The invention discloses an attention and generative adversarial network-based optical remote sensing image retrieval method, and mainly solves the problem of low optical remote sensing image retrievalprecision in the prior art. The method comprises the following specific steps: (1) constructing a deep convolutional network; (2) constructing an attention network; (3) constructing a generative adversarial network; (4) constructing a hash learning network; (5) training a network; (6) acquiring a hash coding vector of each optical remote sensing image; and (7) retrieving an optical remote sensingimage.
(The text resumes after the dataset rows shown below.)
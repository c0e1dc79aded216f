//! Currency validation against a configured closed set.
//!
//! The accepted codes are injected as configuration rather than
//! hard-coded, so deployments can tune the set without recompiling.
//! Matching is exact and case-sensitive.

use serde::{Deserialize, Serialize};
use std::collections::BTreeSet;

/// The closed set of accepted currency codes.
#[derive(Debug, Clone, PartialEq, Eq, Serialize, Deserialize)]
pub struct CurrencySet {
    #[serde(default = "default_codes")]
    codes: BTreeSet<String>,
}

fn default_codes() -> BTreeSet<String> {
    ["EUR", "USD", "GBP", "CHF", "RON"]
        .into_iter()
        .map(str::to_string)
        .collect()
}

impl CurrencySet {
    /// Build a set from explicit codes.
    pub fn new<I, S>(codes: I) -> Self
    where
        I: IntoIterator<Item = S>,
        S: Into<String>,
    {
        Self {
            codes: codes.into_iter().map(Into::into).collect(),
        }
    }

    /// Membership check. Absent input is invalid.
    pub fn is_valid(&self, value: Option<&str>) -> bool {
        match value {
            Some(code) => self.codes.contains(code),
            None => false,
        }
    }

    /// Accepted codes, sorted.
    pub fn codes(&self) -> impl Iterator<Item = &str> {
        self.codes.iter().map(String::as_str)
    }
}

impl Default for CurrencySet {
    fn default() -> Self {
        Self {
            codes: default_codes(),
        }
    }
}
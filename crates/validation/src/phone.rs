//! Phone number validation.
//!
//! Three accepted shapes, each with an optional `+` country code of 1-3
//! digits: the formatted 10-digit form (`(123) 456-7890`, separators
//! optional), a flat `123 456 789` grouping, and a `123 45 67 89`
//! grouping.

use regex::Regex;
use std::sync::OnceLock;

static PHONE_RE: OnceLock<Regex> = OnceLock::new();

fn phone_re() -> &'static Regex {
    PHONE_RE.get_or_init(|| {
        Regex::new(concat!(
            r"^(\+\d{1,3}( )?)?((\(\d{3}\))|\d{3})[- .]?\d{3}[- .]?\d{4}$",
            r"|^(\+\d{1,3}( )?)?(\d{3}[ ]?){2}\d{3}$",
            r"|^(\+\d{1,3}( )?)?(\d{3}[ ]?)(\d{2}[ ]?){2}\d{2}$",
        ))
        .expect("phone pattern is a valid regex")
    })
}

/// Validate a phone number against the accepted shapes. Absent input is
/// invalid.
pub fn is_valid_phone_number(value: Option<&str>) -> bool {
    match value {
        Some(value) => phone_re().is_match(value),
        None => false,
    }
}
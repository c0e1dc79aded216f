//! SSN-style identity number validation.
//!
//! Shape is `AAA-GG-SSSS` with excluded blocks: the area may not start
//! with 000 or 666 and stays in 000-899, the group may not be 00, the
//! serial may not be 0000. The reference expressed the exclusions as
//! regex lookaheads; here the shape check and the exclusions are explicit.

/// Validate a national identity number. Absent input is invalid.
pub fn is_valid_ssn(value: Option<&str>) -> bool {
    let Some(value) = value else {
        return false;
    };

    let parts: Vec<&str> = value.split('-').collect();
    let [area, group, serial] = parts.as_slice() else {
        return false;
    };

    let shape_ok = area.len() == 3
        && group.len() == 2
        && serial.len() == 4
        && area.bytes().all(|b| b.is_ascii_digit())
        && group.bytes().all(|b| b.is_ascii_digit())
        && serial.bytes().all(|b| b.is_ascii_digit());
    if !shape_ok {
        return false;
    }

    // Area 000-899, excluding 000 and 666
    if !(b'0'..=b'8').contains(&area.as_bytes()[0]) {
        return false;
    }
    if *area == "000" || *area == "666" {
        return false;
    }
    if *group == "00" {
        return false;
    }
    if *serial == "0000" {
        return false;
    }

    true
}
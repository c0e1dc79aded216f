//! Consistency service errors.
//!
//! Callers pattern-match on the kind; storage detail never leaks except
//! through the opaque `Store` variant.

use rebank_core::EntityKind;
use rebank_persistence::PersistenceError;
use rebank_validation::ValidationReport;
use thiserror::Error;

/// Errors returned by the consistency service.
#[derive(Debug, Error)]
pub enum ServiceError {
    #[error("{entity} with id {id} was not found!")]
    NotFound { entity: EntityKind, id: i64 },

    /// Deletion blocked because dependent records still reference the
    /// target.
    #[error("{entity} with id {id} has associated accounts. Delete accounts before deleting customer.")]
    ReferentialIntegrity { entity: EntityKind, id: i64 },

    /// One or more field validators failed; every violation is carried.
    #[error("Validation failed: {0}")]
    Validation(ValidationReport),

    /// Opaque storage failure not otherwise classified.
    #[error("Storage error: {0}")]
    Store(#[from] PersistenceError),
}

/// Result type alias for service operations.
pub type ServiceResult<T> = Result<T, ServiceError>;

impl ServiceError {
    pub fn customer_not_found(id: i64) -> Self {
        Self::NotFound {
            entity: EntityKind::Customer,
            id,
        }
    }

    pub fn account_not_found(id: i64) -> Self {
        Self::NotFound {
            entity: EntityKind::Account,
            id,
        }
    }

    pub fn customer_has_accounts(id: i64) -> Self {
        Self::ReferentialIntegrity {
            entity: EntityKind::Customer,
            id,
        }
    }

    pub fn is_not_found(&self) -> bool {
        matches!(self, Self::NotFound { .. })
    }

    pub fn is_validation(&self) -> bool {
        matches!(self, Self::Validation(_))
    }
}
According to the method, the attention network is constructed, discriminable features of the image are extracted, and the expression ability of image features is improved; a generative adversarial network is constructed, an image hash coding vector is extracted, and quantization errors are reduced; and finally, the retrieval precision of the optical remote sensing image is improved.

Description

technical field [0001] The invention belongs to the technical field of image processing, and further relates to an optical remote sensing image retrieval method based on attention and generation confrontation network in the technical field of optical remote sensing image retrieval. The invention can quickly and accurately search for the image that the user is interested in from a large amount of optical remote sensing images. Background technique [0002] With the development of satellite remote sensing and aerial remote sensing technology, the data volume and image resolution of remote sensing images are increasing, and more useful data and information can be obtained from remote sensing images. For the application of different occasions, the processing of remote sensing images also has different requirements, so in order to effectively analyze and manage these remote sensing image data, it is necessary to quickly query and retrieve interesting images from the massive remot...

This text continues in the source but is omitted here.